* China slashes mortgage rates; yuan steady, stocks edge higher

* Barclays rises after results, strategy update

* European wage growth slows, euro zone bond yields hold lower

* Dollar and treasury yields dips a touch

* Commodities broadly soft

*

LONDON/SINGAPORE, Feb 20 (Reuters) - European shares teetered just shy of all-time highs on Tuesday, while euro zone wage data did little to jolt struggling government bonds, and Asian shares slipped as a record rate cut in China failed to excite investors.

Europe's broad STOXX 600 benchmark was down 0.1%, but after its recent run up remains less than 1% from its record peak hit in early 2022, and S&P 500 futures dipped 0.3%.

Similarly Japan's Nikkei backed away from its flirtation with the index's 1989 all time high, closing 0.3% lower.

The main data release for Tuesday on a fairly quiet calendar was ECB numbers that showed the annual growth in negotiated wages across the euro area slowed to 4.5% in the final quarter of 2023, down slightly from a record high of 4.7% in the third quarter.

The ECB has singled out wages as the single biggest risk to its 1-1/2 year crusade against inflation, in which it raised key interest rates to record highs.

It did little to move markets however, and Germany's 10 year Bund yield, which moves inversely to its price, was down 2 basis points at 2.38% while the euro was a touch higher at $1.0798.

The euro zone's benchmark yield has risen around 35 bps so far this year as bumps in the road to lower inflation and better than feared economic data in most of the world, particularly the United States, has caused markets to push back their late-2023 expectations of significant rate cuts early this year.

Germany's rate sensitive two year yield has risen 40 bps year to date.

"When you look at the bigger picture, we’ve put a tremendous amount of mileage behind us, the front end is much closer to fair value than at the beginning of the year, and closer to what the central banks tell us what they will do," said Peter Schaffrik, chief European macro strategist at RBC Capital Markets.

Markets currently expect around 100 basis points of rate cuts from the Federal Reserve this year and only a touch more from European Central Bank.

But the generally better than expected economic data has been good news for shares.

"If you’re in an environment where the economy is stronger than you previously thought, and inflation is going to stay a bit sticky, and that means nominal earnings will stay decent," said Schaffrik.

The highest profile earnings release of the week is stock market darling chipmaker Nvidia, which reports on Wednesday.

On Tuesday, British lender Barclays' shares rose 4% after it laid out a three-year plan to revive its flagging share price, including axing 2 billion pounds of costs, with its fourth quarter earnings.

CHINESE RATE CUT

China's five-year loan prime rate was lowered by 25 basis points to 3.95%, bigger than the five to 15 bp cuts forecast by economists.
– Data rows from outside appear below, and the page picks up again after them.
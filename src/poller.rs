//! Notification poller
//!
//! Runs `ChatController::poll_once` on a fixed interval in a background
//! task. The task is cancelled (aborted) through its `PollHandle`, and at
//! most one poll cycle is in flight at any time.

use crate::messaging::ChatController;
use std::sync::atomic::{AtomicBool, Ordering};
use std::time::Duration;
use tokio::task::JoinHandle;
use tokio::time::MissedTickBehavior;
use tracing::{debug, info, warn};

/// Interval used when a zero interval is requested
pub const MIN_POLL_INTERVAL: Duration = Duration::from_secs(1);

/// Result of one poll cycle
#[derive(Debug, Clone, PartialEq, Eq)]
pub enum PollOutcome {
    /// The gateway queue was empty
    Idle,
    /// A text message was appended to a conversation
    Appended {
        /// Conversation that received the message
        counterpart_id: String,
    },
    /// A text message was already in its conversation
    Duplicate {
        /// Conversation that already held the message
        counterpart_id: String,
    },
    /// A non-text notification was acknowledged without a store change
    Ignored,
    /// Another cycle was still running
    Skipped,
}

/// Holds the single in-flight slot for the duration of a poll cycle
///
/// The slot is released on drop, including when the cycle's future is
/// dropped by task cancellation.
pub(crate) struct InFlightGuard<'a> {
    flag: &'a AtomicBool,
}

impl<'a> InFlightGuard<'a> {
    /// Take the slot, or `None` if a cycle already holds it
    pub(crate) fn acquire(flag: &'a AtomicBool) -> Option<Self> {
        flag.compare_exchange(false, true, Ordering::AcqRel, Ordering::Acquire)
            .ok()
            .map(|_| Self { flag })
    }
}

impl Drop for InFlightGuard<'_> {
    fn drop(&mut self) {
        self.flag.store(false, Ordering::Release);
    }
}

/// Recurring poll schedule for a controller
pub struct Poller {
    controller: ChatController,
    interval: Duration,
}

impl Poller {
    /// Create a poller; nothing runs until `start`
    ///
    /// A zero interval is raised to `MIN_POLL_INTERVAL`.
    pub fn new(controller: ChatController, interval: Duration) -> Self {
        let interval = if interval.is_zero() {
            warn!("Zero poll interval requested, using {:?}", MIN_POLL_INTERVAL);
            MIN_POLL_INTERVAL
        } else {
            interval
        };
        Self {
            controller,
            interval,
        }
    }

    /// Spawn the poll task on the current tokio runtime
    ///
    /// The first cycle runs one interval after start. Ticks missed while a
    /// cycle is running are skipped, not replayed.
    pub fn start(self) -> PollHandle {
        info!("Starting notification poller every {:?}", self.interval);

        let controller = self.controller;
        let interval = self.interval;

        let task = tokio::spawn(async move {
            let mut ticker = tokio::time::interval(interval);
            ticker.set_missed_tick_behavior(MissedTickBehavior::Skip);
            // The first tick completes immediately
            ticker.tick().await;

            loop {
                ticker.tick().await;

                match controller.poll_once().await {
                    Ok(PollOutcome::Idle) => {}
                    Ok(outcome) => debug!("Poll cycle finished: {:?}", outcome),
                    Err(e) => warn!("Poll cycle failed: {}", e),
                }
            }
        });

        PollHandle { task }
    }
}

/// Handle to a running poll task; aborts the task when stopped or dropped
#[derive(Debug)]
pub struct PollHandle {
    task: JoinHandle<()>,
}

impl PollHandle {
    /// Cancel the poll task
    pub fn stop(&self) {
        if !self.task.is_finished() {
            info!("Stopping notification poller");
            self.task.abort();
        }
    }

    /// Whether the task has terminated
    pub fn is_finished(&self) -> bool {
        self.task.is_finished()
    }
}

impl Drop for PollHandle {
    fn drop(&mut self) {
        self.task.abort();
    }
}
The one-year rate was left at 3.45%, helping blue chips to finish the day up 0.2%, after an earlier fall, and Hong Kong's Hang Seng index to rise 0.6%.

The Aussie dollar, a favourite proxy for China's fortunes, barely moved and iron ore futures - sensitive to demand from Chinese construction - slid 3%.
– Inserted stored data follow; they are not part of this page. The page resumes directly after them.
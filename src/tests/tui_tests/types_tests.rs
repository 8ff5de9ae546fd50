// Types Tests - Testing Screen and LoginField enums

use crate::tui::{LoginField, Screen};

#[test]
fn test_login_field_toggle() {
    assert_eq!(LoginField::IdInstance.toggle(), LoginField::ApiToken);
    assert_eq!(LoginField::ApiToken.toggle(), LoginField::IdInstance);
    assert_eq!(LoginField::IdInstance.toggle().toggle(), LoginField::IdInstance);
}

#[test]
fn test_login_field_labels_match_gateway_names() {
    assert_eq!(LoginField::IdInstance.label(), "idInstance");
    assert_eq!(LoginField::ApiToken.label(), "apiTokenInstance");
}

#[test]
fn test_screen_equality() {
    assert_eq!(Screen::Login, Screen::Login);
    assert_ne!(Screen::ChatList, Screen::ChatView);
}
"This is the largest rate cut to the 5 year LPR that we have seen," said David Chao, global market strategist at Invesco.

Leaving one-year rates on hold, however, sends the signal that Beijing is still being selective on the policy front and "has not fully pivoted to broad-based easing," Chao said.

The yuan touched its lowest in three months in early trade before steadying at 7.1979 in the European morning.

Ten-year U.S. Treasury yields, up 10 basis points last week dropped 1 bp to 4.28%, on returning from a one day holiday. The dollar was strong enough to top 150 yen .

Commodities were steady with Brent crude futures down around 0.3% at $83.31 a barrel. Gold held at $2,022.7 an ounce.

Soft commodities started the week on the back foot with wheat futures dropping to the weakest level in three months on pressure from abundant Black Sea supplies. Short-covering lifted soybean futures to one-week highs.